Multiple price differential discoveries mean that your organization or client is likely overpaying. REPEAT these steps once per month.

— Tip —

Always include a semi-annual market check in your PBM contract language. Market checks provide each payer the ability, during the contract, to determine if better pricing is available in the marketplace compared to what the client is currently receiving.  

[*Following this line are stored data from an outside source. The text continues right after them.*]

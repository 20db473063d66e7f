use std::marker::PhantomData;

use p3_challenger::FieldChallenger;
use p3_field::{ExtensionField, Field};

use super::{
    pattern::{Observe, Pattern, Sample},
    transcript::Transcript,
};

/// The shape of an interactive protocol, encoded as base field elements.
///
/// Every operation appends a `(pattern, label, count)` triple. The whole pattern is absorbed
/// by the challenger before anything else, so transcripts for differently shaped protocols
/// (another circuit, another number of instances) diverge from the first challenge on.
#[derive(Debug, Clone, PartialEq, Eq)]
pub struct DomainSeparator<EF, F> {
    pattern: Vec<F>,
    _extension_field: PhantomData<EF>,
}

impl<EF, F> DomainSeparator<EF, F>
where
    EF: ExtensionField<F>,
    F: Field,
{
    /// Creates a domain separator starting from an application-chosen prefix.
    #[must_use]
    pub const fn new(pattern: Vec<F>) -> Self {
        Self {
            pattern,
            _extension_field: PhantomData,
        }
    }

    #[must_use]
    pub fn as_field_elements(&self) -> &[F] {
        &self.pattern
    }

    /// Records that `count` elements labelled `pattern` are absorbed.
    pub fn observe(&mut self, count: usize, pattern: Observe) {
        self.pattern.extend([
            Pattern::Observe.as_field_element(),
            pattern.as_field_element(),
            F::from_usize(count),
        ]);
    }

    /// Records that `count` challenges labelled `pattern` are squeezed.
    pub fn sample(&mut self, count: usize, pattern: Sample) {
        self.pattern.extend([
            Pattern::Sample.as_field_element(),
            pattern.as_field_element(),
            F::from_usize(count),
        ]);
    }

    /// Builds a transcript that registers `names`, in order, on top of this domain separator.
    pub fn to_transcript<Challenger>(
        &self,
        challenger: Challenger,
        names: Vec<String>,
    ) -> Transcript<F, EF, Challenger>
    where
        Challenger: FieldChallenger<F>,
    {
        Transcript::new(self, challenger, names)
    }
}
pub mod domain_separator;
pub mod errors;
pub mod pattern;
pub mod transcript;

Auditor Claims Non-Fiduciary Pharmacy Benefit Manager Hiked Drug Prices by $1.6 million with Rebate Credit Program

The Lehigh County Controller’s Office reviewed Lehigh County’s prescription drug plan administered through Highmark which lost savings of almost $1.6 million, while battling a lack of transparency and openness about drug costs. The report sheds light on the middlemen of the insurance world, Pharmacy Benefit Managers or PBMs and their power.
PBM’s directly negotiate with pharmacies to determine how much they will reimburse them for the cost of their drugs and receive rebates from pharmaceutical companies to improve the likelihood that consumers will utilize a preferred drug. These rebates should in theory be passed back to the insurer, in this case, Lehigh County.  However, this process does not always occur and savings can depend in large part on the negotiation of the contract.
Lehigh County elected to choose a fixed discount structure, meaning that it received a flat rate savings for each employee on its healthcare plan. Lehigh County is self-insured. It could have elected to take full rebate value which results from savings passed from the pharmaceutical company to the Pharmacy Benefit Manager, but chose not to do this. In 2019, Lehigh County found that the actual rebate value exceeded the fixed discount by $700,000!
Tyrone’s Commentary:

Click to Learn How

If you are a self-funded employer who has relinquished rebates to the non-fiduciary PBM in exchange for a credit of some sort, whether to the medical or pharmacy benefit, you may want to seriously reconsider that decision.  Heed the words of Controller Mark Pinsley who said, “I feel like it’s just a false narrative. It’s just what they have created, like you either get this or you get this. That’s their decision. There’s no rule that says it has to be that way.” Employers must recognize that, like it or not, the buck stops with them. Patients can hardly negotiate for themselves, but employers can be much more aggressive in getting PBMs and payers to have more skin in the drug-pricing game. Employers’ weak-kneed behavior is baffling — no other group has a greater stake in buying smarter. But employers have been reluctant actors in the U.S. pharmacy distribution and reimbursement system, relying on third-parties who may not have their best interests in mind. Some companies, like Honeywell and Caterpillar, have taken tough steps to control costs, with no loss in employee satisfaction. 

“This audit exposes what many of us have known, that our healthcare system is wasteful, lacks transparency and is subject to the greed of Pharmacy Benefit Managers that are more interested in profit,” said Controller Mark Pinsley.